TASK OBJECTIVE. Below are some records. Pull every line that contains the word "required".

--- RECORDS FOR THIS EXERCISE Enclosed Below ---

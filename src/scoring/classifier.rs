// SPDX-License-Identifier: MIT
// Copyright 2026 Roland Dreier <roland@rolandd.dev>

//! Entry classification: Run Rate computation and submission eligibility.
//!
//! RR is a display/tie-break multiplier only. The point cap (one raw point
//! per person per day) never depends on RR magnitude.

use crate::models::{ActivityType, Entry, EntryKind};
use crate::scoring::ScoringRules;

/// Upper bound on any computed Run Rate.
pub const RR_CAP: f64 = 2.5;

/// Reference distance (km) for the run RR ratio.
const RUN_BASE_KM: f64 = 4.0;
/// Reference distance (km) for the cycling RR ratio.
const CYCLING_BASE_KM: f64 = 10.0;
/// A golf round is normalized against 9 holes.
const GOLF_BASE_HOLES: f64 = 9.0;

fn base_duration_min(senior: bool) -> f64 {
    if senior {
        30.0
    } else {
        45.0
    }
}

fn base_steps(senior: bool) -> f64 {
    if senior {
        5000.0
    } else {
        10000.0
    }
}

/// Compute the Run Rate for an entry, with senior baselines applied.
///
/// Missing numeric fields read as 0 and an unknown activity falls back to
/// RR 1.0; historical rows are often partially populated and must never
/// make aggregation fail.
pub fn run_rate(entry: &Entry, senior: bool) -> f64 {
    if entry.kind == EntryKind::Rest {
        return 1.0;
    }

    let duration = entry.duration_min.unwrap_or(0.0);
    let distance = entry.distance_km.unwrap_or(0.0);
    let base = base_duration_min(senior);

    match entry.activity {
        Some(ActivityType::Steps) => {
            let steps = entry.steps.unwrap_or(0) as f64;
            (steps / base_steps(senior)).min(RR_CAP)
        }
        Some(ActivityType::Golf) => {
            let holes = entry.holes.unwrap_or(0) as f64;
            (holes / GOLF_BASE_HOLES).min(RR_CAP)
        }
        Some(ActivityType::Run) => (duration / base).max(distance / RUN_BASE_KM).min(RR_CAP),
        Some(ActivityType::Cycling) => (duration / base)
            .max(distance / CYCLING_BASE_KM)
            .min(RR_CAP),
        Some(
            ActivityType::Gym
            | ActivityType::Yoga
            | ActivityType::Swimming
            | ActivityType::HorseRiding
            | ActivityType::BadmintonPickleball
            | ActivityType::BasketballCricket
            | ActivityType::Meditation,
        ) => (duration / base).min(RR_CAP),
        Some(ActivityType::Other) | None => 1.0,
    }
}

/// RR used at aggregation time.
///
/// With the steps floor enforced, a steps entry below the submitter's
/// base-step threshold contributes RR 0; otherwise the stored value is
/// used as-is.
pub fn effective_rr(entry: &Entry, senior: bool, rules: &ScoringRules) -> f64 {
    if rules.enforce_steps_floor
        && entry.kind == EntryKind::Workout
        && entry.activity == Some(ActivityType::Steps)
        && (entry.steps.unwrap_or(0) as f64) < base_steps(senior)
    {
        return 0.0;
    }
    entry.rr_value
}

/// Fields a member fills in when logging a workout.
#[derive(Debug, Clone, Default)]
pub struct WorkoutInput {
    pub activity: Option<ActivityType>,
    pub duration_min: Option<f64>,
    pub distance_km: Option<f64>,
    pub steps: Option<u32>,
    pub holes: Option<u32>,
}

impl WorkoutInput {
    fn duration_provided(&self) -> bool {
        self.duration_min.is_some_and(|d| d > 0.0)
    }

    fn distance_provided(&self) -> bool {
        self.distance_km.is_some_and(|d| d > 0.0)
    }
}

/// Rejections from submission-time eligibility checks.
///
/// These minimums are enforced only when an entry is logged, never
/// re-checked during aggregation.
#[derive(Debug, Clone, PartialEq, thiserror::Error)]
pub enum ValidationError {
    #[error("activity type is required for workout entries")]
    MissingActivity,

    #[error("minimum {0} steps required")]
    StepsBelowMinimum(u32),

    #[error("minimum {0} holes required")]
    HolesBelowMinimum(u32),

    #[error("minimum {0} km required")]
    DistanceBelowMinimum(f64),

    #[error("minimum {0} minutes required")]
    DurationBelowMinimum(f64),

    #[error("provide either duration or distance, not both")]
    DurationAndDistance,

    #[error("minimum {0} minutes or {1} km required")]
    DurationOrDistanceBelowMinimum(f64, f64),
}

/// Check the eligibility minimums for a workout submission.
pub fn validate_workout(input: &WorkoutInput, senior: bool) -> Result<(), ValidationError> {
    let activity = input.activity.ok_or(ValidationError::MissingActivity)?;
    let min_duration = base_duration_min(senior);

    match activity {
        ActivityType::Steps => {
            let min_steps = base_steps(senior) as u32;
            if input.steps.unwrap_or(0) < min_steps {
                return Err(ValidationError::StepsBelowMinimum(min_steps));
            }
        }
        ActivityType::Golf => {
            let min_holes = GOLF_BASE_HOLES as u32;
            if input.holes.unwrap_or(0) < min_holes {
                return Err(ValidationError::HolesBelowMinimum(min_holes));
            }
        }
        ActivityType::Run => {
            // Distance only, one continuous stretch
            let min_km = if senior { 2.6 } else { RUN_BASE_KM };
            if !input.distance_provided() || input.distance_km.unwrap_or(0.0) < min_km {
                return Err(ValidationError::DistanceBelowMinimum(min_km));
            }
        }
        ActivityType::Cycling => {
            if input.duration_provided() && input.distance_provided() {
                return Err(ValidationError::DurationAndDistance);
            }
            let duration_ok = input.duration_provided()
                && input.duration_min.unwrap_or(0.0) >= min_duration;
            let distance_ok = input.distance_provided()
                && input.distance_km.unwrap_or(0.0) >= CYCLING_BASE_KM;
            if !duration_ok && !distance_ok {
                return Err(ValidationError::DurationOrDistanceBelowMinimum(
                    min_duration,
                    CYCLING_BASE_KM,
                ));
            }
        }
        _ => {
            if !input.duration_provided() || input.duration_min.unwrap_or(0.0) < min_duration {
                return Err(ValidationError::DurationBelowMinimum(min_duration));
            }
        }
    }

    Ok(())
}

--- End of Enclosed RECORDS FOR THIS EXERCISE ---

EXERCISE ANSWER.
    #[error("activity type is required for workout entries")]
    #[error("minimum {0} steps required")]
    #[error("minimum {0} holes required")]
    #[error("minimum {0} km required")]
    #[error("minimum {0} minutes required")]
    #[error("minimum {0} minutes or {1} km required")]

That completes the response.